# Provided records
Content starts

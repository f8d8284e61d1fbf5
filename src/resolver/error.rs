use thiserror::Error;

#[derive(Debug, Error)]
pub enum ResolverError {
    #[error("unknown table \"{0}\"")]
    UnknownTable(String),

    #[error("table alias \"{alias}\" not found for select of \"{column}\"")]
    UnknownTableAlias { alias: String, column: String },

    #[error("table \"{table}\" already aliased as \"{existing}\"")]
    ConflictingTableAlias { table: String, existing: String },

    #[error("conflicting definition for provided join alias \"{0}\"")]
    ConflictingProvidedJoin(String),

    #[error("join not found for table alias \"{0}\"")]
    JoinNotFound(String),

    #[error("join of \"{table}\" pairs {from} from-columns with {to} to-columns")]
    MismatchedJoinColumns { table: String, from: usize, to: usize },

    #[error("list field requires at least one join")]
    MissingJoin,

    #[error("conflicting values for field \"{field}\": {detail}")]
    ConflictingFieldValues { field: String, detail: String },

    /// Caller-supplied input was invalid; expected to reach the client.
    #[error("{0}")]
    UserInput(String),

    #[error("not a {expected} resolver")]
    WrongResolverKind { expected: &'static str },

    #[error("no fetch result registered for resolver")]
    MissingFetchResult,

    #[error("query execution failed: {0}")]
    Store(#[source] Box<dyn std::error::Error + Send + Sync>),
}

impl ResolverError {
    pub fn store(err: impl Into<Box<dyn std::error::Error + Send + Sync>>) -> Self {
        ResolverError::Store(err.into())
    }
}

Content ends
Content starts

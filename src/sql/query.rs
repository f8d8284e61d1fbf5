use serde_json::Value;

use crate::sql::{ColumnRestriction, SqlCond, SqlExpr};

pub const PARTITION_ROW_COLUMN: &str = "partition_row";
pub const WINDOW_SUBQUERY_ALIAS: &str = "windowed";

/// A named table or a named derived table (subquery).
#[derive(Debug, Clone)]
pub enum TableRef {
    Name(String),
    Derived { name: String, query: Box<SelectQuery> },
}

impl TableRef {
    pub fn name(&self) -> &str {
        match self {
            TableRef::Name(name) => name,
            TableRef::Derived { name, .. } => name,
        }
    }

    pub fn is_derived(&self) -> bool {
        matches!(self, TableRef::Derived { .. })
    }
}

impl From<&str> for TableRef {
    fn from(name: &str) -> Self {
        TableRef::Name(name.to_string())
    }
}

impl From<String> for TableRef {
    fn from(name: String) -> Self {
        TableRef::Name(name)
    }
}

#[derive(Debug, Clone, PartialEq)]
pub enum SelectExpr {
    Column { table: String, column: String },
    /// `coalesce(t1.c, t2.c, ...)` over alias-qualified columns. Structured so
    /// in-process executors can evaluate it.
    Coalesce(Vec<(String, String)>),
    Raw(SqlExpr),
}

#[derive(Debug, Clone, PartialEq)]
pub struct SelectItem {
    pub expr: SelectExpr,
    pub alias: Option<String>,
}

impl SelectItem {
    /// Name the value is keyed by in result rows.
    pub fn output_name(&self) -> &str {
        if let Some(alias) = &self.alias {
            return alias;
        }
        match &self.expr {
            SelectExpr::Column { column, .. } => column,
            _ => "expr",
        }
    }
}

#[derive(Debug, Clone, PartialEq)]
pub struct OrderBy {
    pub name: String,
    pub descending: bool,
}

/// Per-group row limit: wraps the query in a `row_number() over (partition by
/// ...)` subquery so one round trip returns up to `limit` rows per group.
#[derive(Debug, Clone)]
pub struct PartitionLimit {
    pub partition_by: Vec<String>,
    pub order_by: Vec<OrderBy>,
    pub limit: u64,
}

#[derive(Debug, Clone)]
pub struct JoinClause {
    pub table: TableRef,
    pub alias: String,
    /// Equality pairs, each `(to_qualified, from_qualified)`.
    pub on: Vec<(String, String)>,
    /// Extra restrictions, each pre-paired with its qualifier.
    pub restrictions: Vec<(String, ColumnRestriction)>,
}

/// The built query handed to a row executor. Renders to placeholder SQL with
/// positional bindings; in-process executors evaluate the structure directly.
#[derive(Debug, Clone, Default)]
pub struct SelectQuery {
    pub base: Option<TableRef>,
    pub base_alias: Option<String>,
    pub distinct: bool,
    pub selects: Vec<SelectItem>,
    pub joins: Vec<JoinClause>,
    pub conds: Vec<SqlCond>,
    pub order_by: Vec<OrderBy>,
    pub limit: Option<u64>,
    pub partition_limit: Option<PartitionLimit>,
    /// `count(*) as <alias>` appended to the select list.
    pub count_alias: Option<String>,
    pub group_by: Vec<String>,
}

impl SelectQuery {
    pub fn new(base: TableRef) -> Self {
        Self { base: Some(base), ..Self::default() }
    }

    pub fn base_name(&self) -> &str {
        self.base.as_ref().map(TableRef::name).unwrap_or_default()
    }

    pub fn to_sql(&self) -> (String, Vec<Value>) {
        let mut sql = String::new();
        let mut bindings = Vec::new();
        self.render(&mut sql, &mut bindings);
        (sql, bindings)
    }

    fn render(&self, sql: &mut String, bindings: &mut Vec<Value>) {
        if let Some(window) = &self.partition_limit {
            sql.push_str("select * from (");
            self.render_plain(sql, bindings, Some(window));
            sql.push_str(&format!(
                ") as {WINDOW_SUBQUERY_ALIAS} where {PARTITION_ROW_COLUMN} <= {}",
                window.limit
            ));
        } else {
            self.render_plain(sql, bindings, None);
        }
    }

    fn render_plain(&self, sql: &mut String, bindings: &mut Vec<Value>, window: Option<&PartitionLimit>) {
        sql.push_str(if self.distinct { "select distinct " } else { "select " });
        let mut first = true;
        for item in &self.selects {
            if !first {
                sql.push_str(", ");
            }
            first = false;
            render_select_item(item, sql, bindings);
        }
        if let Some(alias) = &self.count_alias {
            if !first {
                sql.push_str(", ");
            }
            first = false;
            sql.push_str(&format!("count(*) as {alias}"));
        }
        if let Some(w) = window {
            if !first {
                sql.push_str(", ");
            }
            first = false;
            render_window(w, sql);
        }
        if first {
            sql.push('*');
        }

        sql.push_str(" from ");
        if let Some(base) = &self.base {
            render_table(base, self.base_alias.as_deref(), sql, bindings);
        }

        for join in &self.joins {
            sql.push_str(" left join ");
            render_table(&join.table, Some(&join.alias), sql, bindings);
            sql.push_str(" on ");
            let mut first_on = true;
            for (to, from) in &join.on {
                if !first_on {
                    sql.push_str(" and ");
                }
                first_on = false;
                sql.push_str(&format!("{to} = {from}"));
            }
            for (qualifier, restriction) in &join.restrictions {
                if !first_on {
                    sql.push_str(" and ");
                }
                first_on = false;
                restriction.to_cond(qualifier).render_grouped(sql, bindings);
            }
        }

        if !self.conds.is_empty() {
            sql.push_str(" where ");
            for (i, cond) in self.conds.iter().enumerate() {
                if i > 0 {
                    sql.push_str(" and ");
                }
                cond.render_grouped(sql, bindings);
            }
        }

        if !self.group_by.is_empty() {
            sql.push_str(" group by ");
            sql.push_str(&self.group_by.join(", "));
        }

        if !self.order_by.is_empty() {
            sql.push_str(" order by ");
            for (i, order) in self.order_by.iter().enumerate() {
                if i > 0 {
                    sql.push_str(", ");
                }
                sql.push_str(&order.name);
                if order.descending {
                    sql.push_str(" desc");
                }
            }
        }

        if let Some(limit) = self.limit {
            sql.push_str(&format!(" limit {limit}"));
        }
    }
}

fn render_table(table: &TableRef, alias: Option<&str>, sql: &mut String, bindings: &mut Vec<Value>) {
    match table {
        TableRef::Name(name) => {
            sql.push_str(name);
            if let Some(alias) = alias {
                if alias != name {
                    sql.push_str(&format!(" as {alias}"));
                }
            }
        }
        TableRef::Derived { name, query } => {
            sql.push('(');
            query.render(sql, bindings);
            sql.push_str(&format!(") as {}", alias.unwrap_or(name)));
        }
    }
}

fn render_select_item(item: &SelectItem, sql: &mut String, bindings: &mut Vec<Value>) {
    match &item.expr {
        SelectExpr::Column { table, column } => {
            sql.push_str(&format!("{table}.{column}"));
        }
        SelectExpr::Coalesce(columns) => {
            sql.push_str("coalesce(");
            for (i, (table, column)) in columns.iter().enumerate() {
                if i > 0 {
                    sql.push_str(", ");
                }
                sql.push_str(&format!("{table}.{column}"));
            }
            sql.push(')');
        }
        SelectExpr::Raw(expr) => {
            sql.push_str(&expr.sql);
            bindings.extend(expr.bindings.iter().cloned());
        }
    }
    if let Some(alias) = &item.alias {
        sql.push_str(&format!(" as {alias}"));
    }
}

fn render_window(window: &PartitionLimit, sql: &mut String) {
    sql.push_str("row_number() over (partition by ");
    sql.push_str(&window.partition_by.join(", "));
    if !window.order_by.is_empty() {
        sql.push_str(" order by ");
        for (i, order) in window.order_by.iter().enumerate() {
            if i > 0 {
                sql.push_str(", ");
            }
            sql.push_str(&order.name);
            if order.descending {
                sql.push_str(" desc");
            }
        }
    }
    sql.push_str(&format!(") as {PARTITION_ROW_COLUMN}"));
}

Content ends

# Exercise description
Show each line of the records above containing "SelectQuery".

# Completed exercise
    Derived { name: String, query: Box<SelectQuery> },
pub struct SelectQuery {
impl SelectQuery {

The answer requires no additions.